**AIM OF THE TASK**
Every entry must come back exactly as it was written.

**SOURCE DATA**
▬▬▬▬▬▬▬▬▬▬

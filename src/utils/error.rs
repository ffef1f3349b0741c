//! Error Handling
//!
//! Unified error types for the application.
//! Uses thiserror for ergonomic error definitions and maps every variant to
//! an HTTP status for the API layer.

use axum::http::StatusCode;
use axum::response::{IntoResponse, Response};
use axum::Json;
use interview_arena_core::CoreError;
use interview_arena_llm::{GenerationError, LlmError, NormalizeError};
use thiserror::Error;

use crate::models::response::CommandResponse;

/// Application-wide error type
#[derive(Error, Debug)]
pub enum AppError {
    /// Database errors
    #[error("Database error: {0}")]
    Database(String),

    /// SQLite errors (auto-converted from rusqlite::Error)
    #[error("SQLite error: {0}")]
    Sqlite(#[from] rusqlite::Error),

    /// Configuration errors
    #[error("Configuration error: {0}")]
    Config(String),

    /// File I/O errors
    #[error("I/O error: {0}")]
    Io(#[from] std::io::Error),

    /// JSON serialization/deserialization errors
    #[error("Serialization error: {0}")]
    Serialization(#[from] serde_json::Error),

    /// Validation errors
    #[error("Validation error: {0}")]
    Validation(String),

    /// Not found errors
    #[error("Not found: {0}")]
    NotFound(String),

    /// Provider construction errors
    #[error("Provider error: {0}")]
    Provider(#[from] LlmError),

    /// Every model and attempt failed, or the request was cancelled
    #[error("Generation error: {0}")]
    Generation(#[from] GenerationError),

    /// The model answered but the answer could not be used
    #[error("{0}")]
    Malformed(#[from] NormalizeError),

    /// Generic internal errors
    #[error("Internal error: {0}")]
    Internal(String),
}

/// Result type alias for application errors
pub type AppResult<T> = Result<T, AppError>;

impl AppError {
    /// Create a database error
    pub fn database(msg: impl Into<String>) -> Self {
        Self::Database(msg.into())
    }

    /// Create a config error
    pub fn config(msg: impl Into<String>) -> Self {
        Self::Config(msg.into())
    }

    /// Create a validation error
    pub fn validation(msg: impl Into<String>) -> Self {
        Self::Validation(msg.into())
    }

    /// Create a not found error
    pub fn not_found(msg: impl Into<String>) -> Self {
        Self::NotFound(msg.into())
    }

    /// Create an internal error
    pub fn internal(msg: impl Into<String>) -> Self {
        Self::Internal(msg.into())
    }

    /// HTTP status reported for this error
    pub fn status_code(&self) -> StatusCode {
        match self {
            AppError::Validation(_) => StatusCode::BAD_REQUEST,
            AppError::NotFound(_) => StatusCode::NOT_FOUND,
            AppError::Generation(GenerationError::Exhausted { .. }) => StatusCode::BAD_GATEWAY,
            AppError::Generation(GenerationError::Cancelled) => StatusCode::CONFLICT,
            AppError::Malformed(_) => StatusCode::BAD_GATEWAY,
            _ => StatusCode::INTERNAL_SERVER_ERROR,
        }
    }
}

impl From<CoreError> for AppError {
    fn from(err: CoreError) -> Self {
        match err {
            CoreError::Validation(msg) | CoreError::Parse(msg) => AppError::Validation(msg),
            CoreError::Serialization(e) => AppError::Serialization(e),
        }
    }
}

impl From<AppError> for String {
    fn from(err: AppError) -> String {
        err.to_string()
    }
}

impl IntoResponse for AppError {
    fn into_response(self) -> Response {
        let status = self.status_code();
        let message = match &self {
            AppError::Generation(GenerationError::Exhausted { .. }) => {
                format!("The AI service is unavailable right now, please try again. ({})", self)
            }
            _ => self.to_string(),
        };

        if status.is_server_error() {
            tracing::error!(status = %status, error = %self, "Request failed");
        } else {
            tracing::debug!(status = %status, error = %self, "Request rejected");
        }

        (status, Json(CommandResponse::<()>::err(message))).into_response()
    }
}

#[cfg(test)]
mod tests {
    use super::*;

    #[test]
    fn test_error_display() {
        let err = AppError::database("connection failed");
        assert_eq!(err.to_string(), "Database error: connection failed");
    }

    #[test]
    fn test_error_conversion() {
        let err = AppError::config("invalid setting");
        let msg: String = err.into();
        assert!(msg.contains("Configuration error"));
    }

    #[test]
    fn test_io_error_conversion() {
        let io_err = std::io::Error::new(std::io::ErrorKind::NotFound, "file not found");
        let app_err: AppError = io_err.into();
        assert!(matches!(app_err, AppError::Io(_)));
    }

    #[test]
    fn test_core_error_conversion() {
        let app_err: AppError = CoreError::validation("title must not be empty").into();
        assert!(matches!(app_err, AppError::Validation(_)));
        assert_eq!(app_err.status_code(), StatusCode::BAD_REQUEST);
    }

    #[test]
    fn test_status_codes() {
        assert_eq!(AppError::not_found("x").status_code(), StatusCode::NOT_FOUND);
        let exhausted = AppError::Generation(GenerationError::Exhausted {
            attempts: 3,
            last: LlmError::Timeout { millis: 10 },
        });
        assert_eq!(exhausted.status_code(), StatusCode::BAD_GATEWAY);
        let malformed = AppError::Malformed(NormalizeError::MalformedResponse("x".into()));
        assert_eq!(malformed.status_code(), StatusCode::BAD_GATEWAY);
        assert_eq!(
            AppError::internal("x").status_code(),
            StatusCode::INTERNAL_SERVER_ERROR
        );
    }
}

▬▬▬▬▬▬▬▬▬▬

**RESPONSE BOX**
filename src/utils/error.rs
repository ffef1f3349b0741c
//! Error Handling
//!
//! Unified error types for the application.
//! Uses thiserror for ergonomic error definitions and maps every variant to
//! an HTTP status for the API layer.

use axum::http::StatusCode;
use axum::response::{IntoResponse, Response};
use axum::Json;
use interview_arena_core::CoreError;
use interview_arena_llm::{GenerationError, LlmError, NormalizeError};
use thiserror::Error;

use crate::models::response::CommandResponse;

/// Application-wide error type
#[derive(Error, Debug)]
pub enum AppError {
    /// Database errors
    #[error("Database error: {0}")]
    Database(String),

    /// SQLite errors (auto-converted from rusqlite::Error)
    #[error("SQLite error: {0}")]
    Sqlite(#[from] rusqlite::Error),

    /// Configuration errors
    #[error("Configuration error: {0}")]
    Config(String),

    /// File I/O errors
    #[error("I/O error: {0}")]
    Io(#[from] std::io::Error),

    /// JSON serialization/deserialization errors
    #[error("Serialization error: {0}")]
    Serialization(#[from] serde_json::Error),

    /// Validation errors
    #[error("Validation error: {0}")]
    Validation(String),

    /// Not found errors
    #[error("Not found: {0}")]
    NotFound(String),

    /// Provider construction errors
    #[error("Provider error: {0}")]
    Provider(#[from] LlmError),

    /// Every model and attempt failed, or the request was cancelled
    #[error("Generation error: {0}")]
    Generation(#[from] GenerationError),

    /// The model answered but the answer could not be used
    #[error("{0}")]
    Malformed(#[from] NormalizeError),

    /// Generic internal errors
    #[error("Internal error: {0}")]
    Internal(String),
}

/// Result type alias for application errors
pub type AppResult<T> = Result<T, AppError>;

impl AppError {
    /// Create a database error
    pub fn database(msg: impl Into<String>) -> Self {
        Self::Database(msg.into())
    }

    /// Create a config error
    pub fn config(msg: impl Into<String>) -> Self {
        Self::Config(msg.into())
    }

    /// Create a validation error
    pub fn validation(msg: impl Into<String>) -> Self {
        Self::Validation(msg.into())
    }

    /// Create a not found error
    pub fn not_found(msg: impl Into<String>) -> Self {
        Self::NotFound(msg.into())
    }

    /// Create an internal error
    pub fn internal(msg: impl Into<String>) -> Self {
        Self::Internal(msg.into())
    }

    /// HTTP status reported for this error
    pub fn status_code(&self) -> StatusCode {
        match self {
            AppError::Validation(_) => StatusCode::BAD_REQUEST,
            AppError::NotFound(_) => StatusCode::NOT_FOUND,
            AppError::Generation(GenerationError::Exhausted { .. }) => StatusCode::BAD_GATEWAY,
            AppError::Generation(GenerationError::Cancelled) => StatusCode::CONFLICT,
            AppError::Malformed(_) => StatusCode::BAD_GATEWAY,
            _ => StatusCode::INTERNAL_SERVER_ERROR,
        }
    }
}

impl From<CoreError> for AppError {
    fn from(err: CoreError) -> Self {
        match err {
            CoreError::Validation(msg) | CoreError::Parse(msg) => AppError::Validation(msg),
            CoreError::Serialization(e) => AppError::Serialization(e),
        }
    }
}

impl From<AppError> for String {
    fn from(err: AppError) -> String {
        err.to_string()
    }
}

impl IntoResponse for AppError {
    fn into_response(self) -> Response {
        let status = self.status_code();
        let message = match &self {
            AppError::Generation(GenerationError::Exhausted { .. }) => {
                format!("The AI service is unavailable right now, please try again. ({})", self)
            }
            _ => self.to_string(),
        };

        if status.is_server_error() {
            tracing::error!(status = %status, error = %self, "Request failed");
        } else {
            tracing::debug!(status = %status, error = %self, "Request rejected");
        }

        (status, Json(CommandResponse::<()>::err(message))).into_response()
    }
}

#[cfg(test)]
mod tests {
    use super::*;

    #[test]
    fn test_error_display() {
        let err = AppError::database("connection failed");
        assert_eq!(err.to_string(), "Database error: connection failed");
    }

    #[test]
    fn test_error_conversion() {
        let err = AppError::config("invalid setting");
        let msg: String = err.into();
        assert!(msg.contains("Configuration error"));
    }

    #[test]
    fn test_io_error_conversion() {
        let io_err = std::io::Error::new(std::io::ErrorKind::NotFound, "file not found");
        let app_err: AppError = io_err.into();
        assert!(matches!(app_err, AppError::Io(_)));
    }

    #[test]
    fn test_core_error_conversion() {
        let app_err: AppError = CoreError::validation("title must not be empty").into();
        assert!(matches!(app_err, AppError::Validation(_)));
        assert_eq!(app_err.status_code(), StatusCode::BAD_REQUEST);
    }

    #[test]
    fn test_status_codes() {
        assert_eq!(AppError::not_found("x").status_code(), StatusCode::NOT_FOUND);
        let exhausted = AppError::Generation(GenerationError::Exhausted {
            attempts: 3,
            last: LlmError::Timeout { millis: 10 },
        });
        assert_eq!(exhausted.status_code(), StatusCode::BAD_GATEWAY);
        let malformed = AppError::Malformed(NormalizeError::MalformedResponse("x".into()));
        assert_eq!(malformed.status_code(), StatusCode::BAD_GATEWAY);
        assert_eq!(
            AppError::internal("x").status_code(),
            StatusCode::INTERNAL_SERVER_ERROR
        );
    }
}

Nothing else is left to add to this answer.